Le conseguenze sull'economia

Per le persone non esiste alcun pericolo. Il virus non si diffonde fra gli umani né fra altre specie, eppure si stanno già facendo sentire le conseguenze di questa malattia dal punto di vista economico: la peste suina africana potrebbe provocare forti danni nel mercato suinicolo.

"Il pericolo di avere in circolazione carne infetta è quello di infettare altri animali perché il virus è molto resistente, perdura nel tempo, nei salumi resta anche 6 mesi o un anno: ciò che vogliamo evitare è che ci sia una diffusione della malattia – poi ha aggiunto – Le ripercussioni economiche ci sono già oggi: Paesi come la Cina, la Corea e il Giappone hanno già bloccato l'export di tutti i prodotti di origine suina italiana: se passasse agli allevamenti suini dovremmo abbattere tutti i suini.

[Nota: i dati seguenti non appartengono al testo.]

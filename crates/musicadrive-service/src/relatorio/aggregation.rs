//! Pure aggregation of pedidos into the sales report.
//!
//! All numbers are derived from the frozen pedido totals, never from the
//! live catalog. Cancelled pedidos are counted in their own status bucket
//! but excluded from revenue figures.

use std::collections::BTreeMap;

use chrono::NaiveDate;
use serde::{Deserialize, Serialize};

use musicadrive_entity::pedido::{FormaPagamento, Pedido, PedidoStatus};

/// Headline numbers of a sales period.
#[derive(Debug, Clone, PartialEq, Serialize, Deserialize)]
pub struct ResumoVendas {
    /// Pedidos in the period, including cancelled ones.
    pub total_pedidos: u64,
    /// Revenue (cancelled pedidos excluded).
    pub total_valor: f64,
    /// Units sold (cancelled pedidos excluded).
    pub total_itens: i64,
    /// Tracks sold (cancelled pedidos excluded).
    pub total_musicas: i64,
    /// Average revenue per non-cancelled pedido.
    pub ticket_medio: f64,
}

/// Revenue of a single calendar day.
#[derive(Debug, Clone, PartialEq, Serialize, Deserialize)]
pub struct VendaPorDia {
    /// The calendar day (UTC).
    pub dia: NaiveDate,
    /// Pedidos created that day.
    pub pedidos: u64,
    /// Revenue that day.
    pub valor: f64,
}

/// Pedido count per fulfillment status.
#[derive(Debug, Clone, PartialEq, Serialize, Deserialize)]
pub struct VendaPorStatus {
    /// The status bucket.
    pub status: PedidoStatus,
    /// Pedidos currently in that status.
    pub pedidos: u64,
}

/// Revenue per declared payment method.
#[derive(Debug, Clone, PartialEq, Serialize, Deserialize)]
pub struct VendaPorPagamento {
    /// The payment method, if the customer declared one.
    pub forma_pagamento: Option<FormaPagamento>,
    /// Pedidos declaring that method.
    pub pedidos: u64,
    /// Revenue from those pedidos.
    pub valor: f64,
}

/// The full sales report for a period.
#[derive(Debug, Clone, PartialEq, Serialize, Deserialize)]
pub struct RelatorioVendas {
    /// Headline numbers.
    pub resumo: ResumoVendas,
    /// Per-day breakdown, chronological.
    pub vendas_por_dia: Vec<VendaPorDia>,
    /// Per-status breakdown.
    pub vendas_por_status: Vec<VendaPorStatus>,
    /// Per-payment-method breakdown.
    pub vendas_por_pagamento: Vec<VendaPorPagamento>,
}

/// Aggregate a period's pedidos into the sales report.
pub fn agregar_vendas(pedidos: &[Pedido]) -> RelatorioVendas {
    let mut total_valor = 0.0;
    let mut total_itens = 0i64;
    let mut total_musicas = 0i64;
    let mut vendidos = 0u64;

    let mut por_dia: BTreeMap<NaiveDate, (u64, f64)> = BTreeMap::new();
    let mut por_status: BTreeMap<&'static str, (PedidoStatus, u64)> = BTreeMap::new();
    let mut por_pagamento: BTreeMap<Option<&'static str>, (Option<FormaPagamento>, u64, f64)> =
        BTreeMap::new();

    for pedido in pedidos {
        let cancelado = pedido.status == PedidoStatus::Cancelado;
        let valor = if cancelado { 0.0 } else { pedido.total_valor };

        if !cancelado {
            vendidos += 1;
            total_valor += pedido.total_valor;
            total_itens += i64::from(pedido.total_itens);
            total_musicas += pedido.total_musicas;
        }

        let dia = pedido.created_at.date_naive();
        let entrada = por_dia.entry(dia).or_insert((0, 0.0));
        entrada.0 += 1;
        entrada.1 += valor;

        let status = por_status
            .entry(pedido.status.as_str())
            .or_insert((pedido.status, 0));
        status.1 += 1;

        let chave = pedido.forma_pagamento.map(|f| f.as_str());
        let pagamento = por_pagamento
            .entry(chave)
            .or_insert((pedido.forma_pagamento, 0, 0.0));
        pagamento.1 += 1;
        pagamento.2 += valor;
    }

    let ticket_medio = if vendidos > 0 {
        total_valor / vendidos as f64
    } else {
        0.0
    };

    RelatorioVendas {
        resumo: ResumoVendas {
            total_pedidos: pedidos.len() as u64,
            total_valor,
            total_itens,
            total_musicas,
            ticket_medio,
        },
        vendas_por_dia: por_dia
            .into_iter()
            .map(|(dia, (pedidos, valor))| VendaPorDia {
                dia,
                pedidos,
                valor,
            })
            .collect(),
        vendas_por_status: por_status
            .into_values()
            .map(|(status, pedidos)| VendaPorStatus { status, pedidos })
            .collect(),
        vendas_por_pagamento: por_pagamento
            .into_values()
            .map(|(forma_pagamento, pedidos, valor)| VendaPorPagamento {
                forma_pagamento,
                pedidos,
                valor,
            })
            .collect(),
    }
}

#[cfg(test)]
mod tests {
    use chrono::{TimeZone, Utc};
    use sqlx::types::Json;
    use uuid::Uuid;

    use musicadrive_entity::pendrive::PendriveSize;

    use super::*;

    fn pedido(
        dia: u32,
        status: PedidoStatus,
        forma: Option<FormaPagamento>,
        valor: f64,
    ) -> Pedido {
        let created = Utc.with_ymd_and_hms(2024, 3, dia, 12, 0, 0).unwrap();
        Pedido {
            id: Uuid::new_v4(),
            cliente_nome: "Cliente".to_string(),
            cliente_contato: "contato".to_string(),
            pendrive_gb: PendriveSize::Gb16,
            status,
            forma_pagamento: forma,
            observacoes: None,
            total_itens: 2,
            total_musicas: 100,
            total_gb: 1.0,
            total_valor: valor,
            historico_status: Json(vec![]),
            created_at: created,
            updated_at: created,
        }
    }

    #[test]
    fn empty_period_yields_zeroed_report() {
        let relatorio = agregar_vendas(&[]);
        assert_eq!(relatorio.resumo.total_pedidos, 0);
        assert_eq!(relatorio.resumo.ticket_medio, 0.0);
        assert!(relatorio.vendas_por_dia.is_empty());
    }

    #[test]
    fn cancelled_pedidos_count_but_earn_nothing() {
        let pedidos = vec![
            pedido(1, PedidoStatus::Entregue, Some(FormaPagamento::Pix), 30.0),
            pedido(1, PedidoStatus::Cancelado, Some(FormaPagamento::Pix), 50.0),
        ];
        let relatorio = agregar_vendas(&pedidos);

        assert_eq!(relatorio.resumo.total_pedidos, 2);
        assert_eq!(relatorio.resumo.total_valor, 30.0);
        assert_eq!(relatorio.resumo.total_itens, 2);
        assert_eq!(relatorio.resumo.ticket_medio, 30.0);

        let pix = &relatorio.vendas_por_pagamento[0];
        assert_eq!(pix.pedidos, 2);
        assert_eq!(pix.valor, 30.0);
    }

    #[test]
    fn groups_by_day_in_chronological_order() {
        let pedidos = vec![
            pedido(5, PedidoStatus::Entregue, None, 10.0),
            pedido(2, PedidoStatus::Enviado, None, 20.0),
            pedido(5, PedidoStatus::Pronto, None, 15.0),
        ];
        let relatorio = agregar_vendas(&pedidos);

        assert_eq!(relatorio.vendas_por_dia.len(), 2);
        assert!(relatorio.vendas_por_dia[0].dia < relatorio.vendas_por_dia[1].dia);
        assert_eq!(relatorio.vendas_por_dia[1].pedidos, 2);
        assert_eq!(relatorio.vendas_por_dia[1].valor, 25.0);
    }

    #[test]
    fn splits_status_and_payment_buckets() {
        let pedidos = vec![
            pedido(1, PedidoStatus::Enviado, Some(FormaPagamento::Dinheiro), 10.0),
            pedido(1, PedidoStatus::Enviado, Some(FormaPagamento::Pix), 20.0),
            pedido(2, PedidoStatus::Entregue, None, 30.0),
        ];
        let relatorio = agregar_vendas(&pedidos);

        let enviado = relatorio
            .vendas_por_status
            .iter()
            .find(|v| v.status == PedidoStatus::Enviado)
            .unwrap();
        assert_eq!(enviado.pedidos, 2);

        let sem_forma = relatorio
            .vendas_por_pagamento
            .iter()
            .find(|v| v.forma_pagamento.is_none())
            .unwrap();
        assert_eq!(sem_forma.valor, 30.0);
    }
}
//! Password hashing.

pub mod hasher;

pub use hasher::PasswordHasher;
//! Database migration management commands.

use clap::{Args, Subcommand};

use crate::output;
use musicadrive_core::error::{AppError, ErrorKind};

/// Arguments for the migrate command
#[derive(Debug, Args)]
pub struct MigrateArgs {
    /// Migration subcommand
    #[command(subcommand)]
    pub command: MigrateCommand,
}

/// Migration subcommands
#[derive(Debug, Subcommand)]
pub enum MigrateCommand {
    /// Run all pending migrations
    Run,
    /// Reset database (drop all tables and re-run)
    Reset {
        /// Skip confirmation prompt
        #[arg(long)]
        force: bool,
    },
}

/// Execute migration commands
pub async fn execute(args: &MigrateArgs, env: &str) -> Result<(), AppError> {
    let config = super::load_config(env)?;
    let pool = super::create_db_pool(&config).await?;

    match &args.command {
        MigrateCommand::Run => {
            println!("Running database migrations...");
            musicadrive_database::migration::run_migrations(&pool).await?;
            output::print_success("All migrations applied successfully.");
        }
        MigrateCommand::Reset { force } => {
            if !force {
                let confirm = dialoguer::Confirm::new()
                    .with_prompt("This will DROP all tables and re-run migrations. Continue?")
                    .default(false)
                    .interact()
                    .map_err(|e| AppError::internal(format!("Input error: {e}")))?;

                if !confirm {
                    println!("Cancelled.");
                    return Ok(());
                }
            }

            println!("Resetting database...");
            sqlx::query("DROP SCHEMA public CASCADE")
                .execute(&pool)
                .await
                .map_err(|e| {
                    AppError::with_source(ErrorKind::Database, "Failed to drop schema", e)
                })?;
            sqlx::query("CREATE SCHEMA public")
                .execute(&pool)
                .await
                .map_err(|e| {
                    AppError::with_source(ErrorKind::Database, "Failed to recreate schema", e)
                })?;

            musicadrive_database::migration::run_migrations(&pool).await?;
            output::print_success("Database reset complete.");
        }
    }

    Ok(())
}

Si tratta di una delle malattie più gravi per il mondo produttivo dei suinicoltori."

Come è arrivata a Roma la peste suina africana

Non sono ancora chiare le modalità con cui questa malattia ha raggiunto la capitale: "Ci sono indagini in corso, non è detto che sia arrivata da Piemonte e Liguria. Le segnalazioni non sono ancora terminate, nei prossimi giorni si avranno più informazioni: potrebbe trattarsi di un focolaio primario non in connessione con quello piemontese e ligure."

Cinghiali a Roma, un problema preesistente

Già prima che nascesse questo focolaio di peste suina africana, Roma aveva un piano per i cinghiali: i due progetti sono paralleli, eppure le informazioni raccolte negli scorsi mesi si sono rivelate utili anche per il nuovo piano emergenziale. "Ho avuto già contatti e proprio nella zona direttamente coinvolta ci sono dei dati estremamente importati che derivano da un'attività pregressa negli anni precedenti che ci mette nelle condizioni di lavorare nel miglior modo possibile."